I looked at people around me and they all seem to be very enthusiastic about things... and I asked myself this question...

It was an intensive life skill learning process for me to reach this strange state of mind--- 空.

Since it is not yet my time to return to the mountains, I need to find my way back to be a 36-year old... with desire, goals and all else unidentified, within the range of moderation.

Also, the reason why it is not yet might time to further dwell in the 空空 state of mind is because I haven't gotten enough of the life's wisdom to help me understand what this state entails... and half-understanding might lead one to go into the state of "the shine" (8-O lol).

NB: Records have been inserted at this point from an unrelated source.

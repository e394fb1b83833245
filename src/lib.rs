//! Crawl engine for a URL-to-Markdown conversion service.
//!
//! This crate implements the traversal core of the service: an explicit
//! frontier with breadth-first and best-first disciplines, a composable
//! admission-filter pipeline, pluggable relevance scoring, link discovery
//! with per-run deduplication, and a checkpoint/resume protocol that
//! tolerates corrupted saved state.
//!
//! Page retrieval, HTML-to-Markdown conversion, caching, and the HTTP
//! surface live outside this crate; the engine reaches them through the
//! [`PageFetcher`] trait and the result/checkpoint hooks on [`CrawlConfig`].

pub mod config;
pub mod crawl_engine;
pub mod filters;
pub mod page_links;
pub mod scoring;
pub mod urlnorm;

pub use config::{CrawlConfig, CrawlStrategy};
pub use crawl_engine::{
    BestFirstFrontier, CrawlError, CrawlOutcome, CrawlSnapshot, CrawlStats, Crawler, FetchContext,
    FetchedPage, FifoFrontier, Frontier, PageFetcher, PageResult, QueueItem, SnapshotItem,
    StopSignal,
};
pub use filters::{ContentTypeFilter, DomainFilter, FilterChain, FilterContext, UrlFilter, UrlPatternFilter};
pub use page_links::{DiscoveredLink, extract_links};
pub use scoring::{CompositeScorer, KeywordScorer, ScoreContext, UrlScorer};

use std::sync::Arc;

/// Run a crawl to completion with the given configuration and fetcher.
pub async fn crawl(
    config: CrawlConfig,
    fetcher: Arc<dyn PageFetcher>,
) -> Result<CrawlOutcome, CrawlError> {
    Crawler::new(config, fetcher).run().await
}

In addition, as I have mentioned in my Ratology-Down with Meds blog in the posting 好了歌

世人都曉神仙好
唯有父母姊妺親朋好友
及泛泛紅塵忘不了
人都作不好
當神仙又有何了
送君千里終一別
至少我會伴你瀟瀟灑灑的走一回
這也沒什麼不好
就算成不了事
最少伴你到我作古去了
8-O lol

So, through out the day, I try to figure out what I could do to reenter that "dasein" of a 36-year old and to put the 空空 state of mind on the shelf (while within reachable distance)...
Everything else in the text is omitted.